I would add that the condemnations without apologetics we are beginning to see ought to be spread. I call upon all Orthodox communal organizations to do this including - and perhaps especially - the Agudah Moetzes. They should come out with the strongest of condemnations without the slightest reference to their supposed ‘noble goals’. I would hope that all the moderate Charedi Rabbanim in Bet Shemesh would do the same.

It may not be enough – but it would be a start if the condemnations came out fast and furious. Hopefully that will also spur action.
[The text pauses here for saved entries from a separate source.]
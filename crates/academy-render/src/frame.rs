#![forbid(unsafe_code)]

//! Frame = Buffer + hit grid for one render pass.
//!
//! `Model::view()` draws into a `Frame`. Widgets that accept pointer input
//! register what they drew in the [`HitGrid`], so the next mouse event can be
//! mapped back to the widget and sub-target under the pointer without
//! re-running any geometry.
//!
//! ```
//! use academy_render::cell::Cell;
//! use academy_render::frame::{Frame, HitId, HitRegion};
//! use academy_core::geometry::Rect;
//!
//! let mut frame = Frame::with_hit_grid(10, 4);
//! frame.buffer.set_raw(0, 0, Cell::from_char('A'));
//! frame.register_hit(Rect::new(0, 0, 3, 1), HitId::new(7), HitRegion::Button, 0);
//! assert_eq!(frame.hit_test(1, 0), Some((HitId::new(7), HitRegion::Button, 0)));
//! ```

use academy_core::geometry::Rect;

use crate::buffer::Buffer;

/// Identifier of the widget that owns a hit cell.
#[derive(Debug, Clone, Copy, PartialEq, Eq, Hash, Default)]
pub struct HitId(pub u32);

impl HitId {
    #[inline]
    pub const fn new(id: u32) -> Self {
        Self(id)
    }

    #[inline]
    pub const fn id(self) -> u32 {
        self.0
    }
}

/// Widget-defined payload stored with a hit (e.g. a region index).
pub type HitData = u64;

/// Kind of target within a widget.
#[derive(Debug, Clone, Copy, PartialEq, Eq, Hash, Default)]
pub enum HitRegion {
    #[default]
    None,
    /// Main content area; `HitData` says which part.
    Content,
    /// Clickable button.
    Button,
    /// Widget-specific tag.
    Custom(u8),
}

/// A single hit cell in the grid.
#[derive(Debug, Clone, Copy, PartialEq, Eq, Default)]
pub struct HitCell {
    pub widget_id: Option<HitId>,
    pub region: HitRegion,
    pub data: HitData,
}

impl HitCell {
    #[inline]
    pub const fn new(widget_id: HitId, region: HitRegion, data: HitData) -> Self {
        Self {
            widget_id: Some(widget_id),
            region,
            data,
        }
    }

    #[inline]
    pub const fn is_empty(&self) -> bool {
        self.widget_id.is_none()
    }
}

/// Screen-sized map from cell position to hit target.
///
/// Later registrations overwrite earlier ones, so widgets drawn on top win.
#[derive(Debug, Clone, PartialEq, Eq)]
pub struct HitGrid {
    width: u16,
    height: u16,
    cells: Vec<HitCell>,
}

impl HitGrid {
    pub fn new(width: u16, height: u16) -> Self {
        let size = width as usize * height as usize;
        Self {
            width,
            height,
            cells: vec![HitCell::default(); size],
        }
    }

    #[inline]
    pub const fn width(&self) -> u16 {
        self.width
    }

    #[inline]
    pub const fn height(&self) -> u16 {
        self.height
    }

    #[inline]
    fn index(&self, x: u16, y: u16) -> Option<usize> {
        if x < self.width && y < self.height {
            Some(y as usize * self.width as usize + x as usize)
        } else {
            None
        }
    }

    #[inline]
    pub fn get(&self, x: u16, y: u16) -> Option<&HitCell> {
        self.index(x, y).map(|i| &self.cells[i])
    }

    /// Map every cell of `rect` (clipped to the grid) to the given target.
    pub fn register(&mut self, rect: Rect, widget_id: HitId, region: HitRegion, data: HitData) {
        let Some(clipped) = rect.intersection_opt(&Rect::from_size(self.width, self.height))
        else {
            return;
        };
        let hit_cell = HitCell::new(widget_id, region, data);
        for y in clipped.y..clipped.bottom() {
            let start = y as usize * self.width as usize + clipped.x as usize;
            let end = start + clipped.width as usize;
            self.cells[start..end].fill(hit_cell);
        }
    }

    /// Map a single cell. Out-of-bounds positions are ignored.
    pub fn register_cell(
        &mut self,
        x: u16,
        y: u16,
        widget_id: HitId,
        region: HitRegion,
        data: HitData,
    ) {
        if let Some(i) = self.index(x, y) {
            self.cells[i] = HitCell::new(widget_id, region, data);
        }
    }

    /// The target at `(x, y)`, if any widget registered one.
    pub fn hit_test(&self, x: u16, y: u16) -> Option<(HitId, HitRegion, HitData)> {
        self.get(x, y)
            .and_then(|cell| cell.widget_id.map(|id| (id, cell.region, cell.data)))
    }

    /// Number of cells that carry a target.
    pub fn occupied(&self) -> usize {
        self.cells.iter().filter(|c| !c.is_empty()).count()
    }

    pub fn clear(&mut self) {
        self.cells.fill(HitCell::default());
    }
}

/// Render target for a single pass.
#[derive(Debug, Clone)]
pub struct Frame {
    /// The cell grid for this pass.
    pub buffer: Buffer,

    /// When `Some`, widgets can register pointer targets.
    pub hit_grid: Option<HitGrid>,
}

impl Frame {
    /// Frame without hit testing.
    pub fn new(width: u16, height: u16) -> Self {
        Self {
            buffer: Buffer::new(width, height),
            hit_grid: None,
        }
    }

    /// Frame with a hit grid of the same size.
    pub fn with_hit_grid(width: u16, height: u16) -> Self {
        Self {
            buffer: Buffer::new(width, height),
            hit_grid: Some(HitGrid::new(width, height)),
        }
    }

    #[inline]
    pub fn width(&self) -> u16 {
        self.buffer.width()
    }

    #[inline]
    pub fn height(&self) -> u16 {
        self.buffer.height()
    }

    #[inline]
    pub fn bounds(&self) -> Rect {
        self.buffer.bounds()
    }

    /// Reset the buffer and the hit grid (if present).
    pub fn clear(&mut self) {
        self.buffer.clear();
        if let Some(grid) = self.hit_grid.as_mut() {
            grid.clear();
        }
    }

    /// Register a rectangular target. Returns `false` if hit testing is off.
    pub fn register_hit(&mut self, rect: Rect, id: HitId, region: HitRegion, data: HitData) -> bool {
        match self.hit_grid.as_mut() {
            Some(grid) => {
                grid.register(rect, id, region, data);
                true
            }
            None => false,
        }
    }

    /// Register a one-cell target. Returns `false` if hit testing is off.
    pub fn register_hit_cell(
        &mut self,
        x: u16,
        y: u16,
        id: HitId,
        region: HitRegion,
        data: HitData,
    ) -> bool {
        match self.hit_grid.as_mut() {
            Some(grid) => {
                grid.register_cell(x, y, id, region, data);
                true
            }
            None => false,
        }
    }

    pub fn hit_test(&self, x: u16, y: u16) -> Option<(HitId, HitRegion, HitData)> {
        self.hit_grid.as_ref().and_then(|grid| grid.hit_test(x, y))
    }
}

impl Default for Frame {
    fn default() -> Self {
        Self::new(1, 1)
    }
}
Make no mistake about it. Only something like a massive Charedi protest against these Reshaim will even have half a chance at working. If these people see just how much people who look just like them oppose them, they may think twice about doing it again. And if the police see that Charedim are actually on their side, perhaps Aryeh Deri’s words will take affect… and the police and the Israel justice system will throw all of these Rodfim in jail where they belong. For a long time!

The Torah tells us that we must be a light unto the nations. Devarim (4:6) says, Chachmasam, U’Vinaschem L’Enaei Ha’Amim – Asher Yishmiun Es Kol HaChukim HaEleh V’Ameru: Am Chacham V’ Navon HaGoy HaGadol Hazeh. Loosely translated that means: Your wisdom and understanding is in the sight of the nations – when they hear all of all your statutes and say: A wise and understanding people this great (Jewish) nation is!
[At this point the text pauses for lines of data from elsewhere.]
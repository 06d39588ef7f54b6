#![forbid(unsafe_code)]

//! Three-circle Venn diagram.
//!
//! # Geometry
//!
//! Shapes live in a fixed 300 x 300 diagram space. The circle centers, the
//! radius and the label anchors are constants; nothing is measured at
//! runtime. [`layout`] is a pure function of the active region and only
//! decides each circle's [`Emphasis`]: a circle is emphasized when its base
//! set is part of the active region's coverage, and dim otherwise (all dim
//! when nothing is active).
//!
//! # Rasterization
//!
//! [`VennDiagram`] fits the diagram into the largest `2n x n` cell block
//! inside its area (terminal cells are roughly twice as tall as wide) and
//! samples each cell center. The set of circles containing a sample is its
//! coverage, and [`RegionId::from_coverage`] turns that into one of the seven
//! regions. Each region cell is registered in the hit grid with
//! `data = RegionId::index()`.

use academy_core::geometry::Rect;
use academy_layout::centered;
use academy_render::cell::Cell;
use academy_render::frame::{Frame, HitId, HitRegion};
use academy_style::{Accent, InteractiveStyle, Style, Theme};

#[cfg(feature = "tracing")]
use web_time::Instant;

use crate::region::{BaseSet, CoverageSet, RegionId, lookup};
use crate::selection::SelectionState;
use crate::{StatefulWidget, draw_text_span};

/// Side length of the square diagram space.
pub const DIAGRAM_SIZE: f32 = 300.0;
/// Radius shared by the three circles.
pub const CIRCLE_RADIUS: f32 = 75.0;

/// Glyph used for circle outlines.
const OUTLINE_GLYPH: char = '·';

/// Below this many rows labels would overlap; only fills and outlines render.
const MIN_LABEL_ROWS: u16 = 12;

/// A point in diagram space.
#[derive(Debug, Clone, Copy, PartialEq)]
pub struct Point {
    pub x: f32,
    pub y: f32,
}

impl Point {
    pub const fn new(x: f32, y: f32) -> Self {
        Self { x, y }
    }

    fn distance(self, other: Point) -> f32 {
        (self.x - other.x).hypot(self.y - other.y)
    }
}

const CIRCLE_CENTERS: [(BaseSet, Point); 3] = [
    (BaseSet::Infrastructure, Point::new(150.0, 110.0)),
    (BaseSet::Software, Point::new(110.0, 180.0)),
    (BaseSet::MachineLearning, Point::new(190.0, 180.0)),
];

/// Label anchors; each lies strictly inside its own region.
const LABEL_ANCHORS: [(RegionId, Point); 7] = [
    (RegionId::Infrastructure, Point::new(150.0, 70.0)),
    (RegionId::Software, Point::new(80.0, 200.0)),
    (RegionId::MachineLearning, Point::new(220.0, 200.0)),
    (RegionId::InfrastructureSoftware, Point::new(112.0, 132.0)),
    (RegionId::SoftwareMachineLearning, Point::new(150.0, 212.0)),
    (RegionId::InfrastructureMachineLearning, Point::new(188.0, 132.0)),
    (RegionId::InfrastructureSoftwareMachineLearning, Point::new(150.0, 160.0)),
];

/// Visual weight of a circle.
#[derive(Debug, Clone, Copy, PartialEq, Eq, Hash)]
pub enum Emphasis {
    Emphasized,
    Dim,
}

impl Emphasis {
    /// Fill opacity for this level under `theme`.
    pub const fn opacity(self, theme: &Theme) -> f32 {
        theme.opacity(matches!(self, Emphasis::Emphasized))
    }
}

/// One base circle with its current emphasis.
#[derive(Debug, Clone, Copy, PartialEq)]
pub struct CircleShape {
    pub base: BaseSet,
    pub center: Point,
    pub radius: f32,
    pub accent: Accent,
    pub emphasis: Emphasis,
}

impl CircleShape {
    pub fn contains(&self, p: Point) -> bool {
        self.center.distance(p) <= self.radius
    }
}

/// Short region label at a fixed anchor.
#[derive(Debug, Clone, Copy, PartialEq)]
pub struct RegionLabel {
    pub region: RegionId,
    pub anchor: Point,
    pub text: &'static str,
}

/// Everything the diagram draws, for one active region.
#[derive(Debug, Clone, Copy, PartialEq)]
pub struct VennLayout {
    pub active: Option<RegionId>,
    pub circles: [CircleShape; 3],
    pub labels: [RegionLabel; 7],
}

impl VennLayout {
    pub fn circle(&self, base: BaseSet) -> &CircleShape {
        // `circles` is built in `BaseSet::ALL` order
        &self.circles[base as usize]
    }

    /// Base sets whose circles are emphasized.
    pub fn emphasized(&self) -> CoverageSet {
        self.circles
            .iter()
            .filter(|c| c.emphasis == Emphasis::Emphasized)
            .fold(CoverageSet::empty(), |acc, c| acc | c.base.flag())
    }
}

/// Build the diagram for `active`. Pure; no state is read or cached.
pub fn layout(active: Option<RegionId>) -> VennLayout {
    let coverage = active.map(RegionId::coverage).unwrap_or_default();
    let circles = CIRCLE_CENTERS.map(|(base, center)| CircleShape {
        base,
        center,
        radius: CIRCLE_RADIUS,
        accent: lookup(base.region()).accent,
        emphasis: if coverage.contains(base.flag()) {
            Emphasis::Emphasized
        } else {
            Emphasis::Dim
        },
    });
    let labels = LABEL_ANCHORS.map(|(region, anchor)| RegionLabel {
        region,
        anchor,
        text: lookup(region).short_label,
    });
    VennLayout {
        active,
        circles,
        labels,
    }
}

/// Circles containing `p`.
pub fn coverage_at(p: Point) -> CoverageSet {
    CIRCLE_CENTERS
        .iter()
        .filter(|(_, center)| center.distance(p) <= CIRCLE_RADIUS)
        .fold(CoverageSet::empty(), |acc, (base, _)| acc | base.flag())
}

/// Region containing `p`, or `None` outside every circle.
pub fn region_at_point(p: Point) -> Option<RegionId> {
    RegionId::from_coverage(coverage_at(p))
}

/// Mapping between a cell block and diagram space.
#[derive(Debug, Clone, Copy, PartialEq, Eq)]
struct Raster {
    rect: Rect,
}

impl Raster {
    fn fit(area: Rect) -> Option<Self> {
        let rows = area.height.min(area.width / 2);
        if rows == 0 {
            return None;
        }
        Some(Self {
            rect: centered(area, rows * 2, rows),
        })
    }

    /// Diagram-space height of one cell.
    fn unit(&self) -> f32 {
        DIAGRAM_SIZE / f32::from(self.rect.height)
    }

    fn to_diagram(&self, x: u16, y: u16) -> Point {
        let col = f32::from(x - self.rect.x) + 0.5;
        let row = f32::from(y - self.rect.y) + 0.5;
        Point::new(
            col * DIAGRAM_SIZE / f32::from(self.rect.width),
            row * DIAGRAM_SIZE / f32::from(self.rect.height),
        )
    }

    fn to_cell(&self, p: Point) -> (u16, u16) {
        let col = (p.x / DIAGRAM_SIZE * f32::from(self.rect.width)) as u16;
        let row = (p.y / DIAGRAM_SIZE * f32::from(self.rect.height)) as u16;
        (
            self.rect.x + col.min(self.rect.width - 1),
            self.rect.y + row.min(self.rect.height - 1),
        )
    }
}

/// The diagram widget. Reads the selection; never mutates it.
#[derive(Debug, Clone)]
pub struct VennDiagram {
    theme: Theme,
    hit_id: HitId,
    label_style: InteractiveStyle,
}

impl VennDiagram {
    pub fn new(theme: Theme, hit_id: HitId) -> Self {
        let label_style = InteractiveStyle::new(Style::new().fg(theme.text))
            .hover(Style::new().bold())
            .active(Style::new().bold().underline());
        Self {
            theme,
            hit_id,
            label_style,
        }
    }

    #[must_use]
    pub fn label_style(mut self, style: InteractiveStyle) -> Self {
        self.label_style = style;
        self
    }

    pub fn hit_id(&self) -> HitId {
        self.hit_id
    }

    /// Region drawn at screen cell `(x, y)` when the diagram occupies `area`.
    pub fn region_at(area: Rect, x: u16, y: u16) -> Option<RegionId> {
        let raster = Raster::fit(area)?;
        if !raster.rect.contains(x, y) {
            return None;
        }
        region_at_point(raster.to_diagram(x, y))
    }

    fn render_cells(&self, raster: &Raster, layout: &VennLayout, frame: &mut Frame) {
        let band = raster.unit() * 0.5;
        let rect = raster.rect;
        for y in rect.y..rect.bottom() {
            for x in rect.x..rect.right() {
                let p = raster.to_diagram(x, y);
                let mut bg = self.theme.background;
                let mut coverage = CoverageSet::empty();
                let mut outline: Option<Accent> = None;

                for circle in &layout.circles {
                    let d = circle.center.distance(p);
                    if d <= circle.radius {
                        coverage |= circle.base.flag();
                        let tint = self
                            .theme
                            .accent(circle.accent)
                            .with_opacity(circle.emphasis.opacity(&self.theme));
                        bg = tint.over(bg);
                    }
                    if outline.is_none() && (d - circle.radius).abs() <= band {
                        outline = Some(circle.accent);
                    }
                }

                let Some(cell) = frame.buffer.get_mut(x, y) else {
                    continue;
                };
                *cell = Cell::default().with_bg(bg);
                if let Some(accent) = outline {
                    *cell = cell
                        .with_char(OUTLINE_GLYPH)
                        .with_fg(self.theme.accent(accent));
                }

                if let Some(region) = RegionId::from_coverage(coverage) {
                    frame.register_hit_cell(
                        x,
                        y,
                        self.hit_id,
                        HitRegion::Content,
                        region.index() as u64,
                    );
                }
            }
        }
    }

    fn render_labels(
        &self,
        raster: &Raster,
        layout: &VennLayout,
        frame: &mut Frame,
        state: &SelectionState,
    ) {
        let rect = raster.rect;
        for label in &layout.labels {
            let (cx, cy) = raster.to_cell(label.anchor);
            let width = academy_render::display_width(label.text) as u16;
            let start = cx.saturating_sub(width / 2).max(rect.x);
            let style = self
                .label_style
                .resolve(state.interaction_state(label.region));
            draw_text_span(frame, start, cy, label.text, style, rect.right());
        }
    }
}

impl StatefulWidget for VennDiagram {
    type State = SelectionState;

    fn render(&self, area: Rect, frame: &mut Frame, state: &mut Self::State) {
        #[cfg(feature = "tracing")]
        let render_start = Instant::now();
        #[cfg(feature = "tracing")]
        let render_span = tracing::debug_span!(
            "venn.render",
            active = state.active_region().map(RegionId::slug),
            pinned = state.is_pinned_active(),
            render_duration_us = tracing::field::Empty
        );
        #[cfg(feature = "tracing")]
        let _render_guard = render_span.enter();

        let area = area.intersection(&frame.bounds());
        if area.is_empty() {
            return;
        }
        frame
            .buffer
            .fill(area, Cell::default().with_bg(self.theme.background));

        let Some(raster) = Raster::fit(area) else {
            return;
        };
        let layout = layout(state.active_region());
        self.render_cells(&raster, &layout, frame);
        if raster.rect.height >= MIN_LABEL_ROWS {
            self.render_labels(&raster, &layout, frame, state);
        }

        #[cfg(feature = "tracing")]
        render_span.record(
            "render_duration_us",
            render_start.elapsed().as_micros() as u64,
        );
    }
}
Rav Ahron Soloveichik tells us that the Rambam opens up his Sefer HaMada with the Pasuk which says ‘Show your kindness to those who know You and Your righteousness to the straight of heart’. Why, asks Rav Ahron. Why does the Rambam open up his Book of Knowledge with words dealing with charity and goodness? Because all the knowledge in the world will not get the nations to say what a wise people we are. Only if our knowledge leads to ethical behavior, kindness, and charity in the way that God shows these characteristics - will we be able to inspire the world.

The Reshaim who parade around in clothing that identifies them (correctly or not) as the most religious among us fail to understand the importance of being an Or LaGoyim – a light unto the nations. With all their supposed religiosity, this D’Oraisa is lost on them. They are not a light unto the nations. They are a darkness to them that - like it or not - reflects poorly on all of us.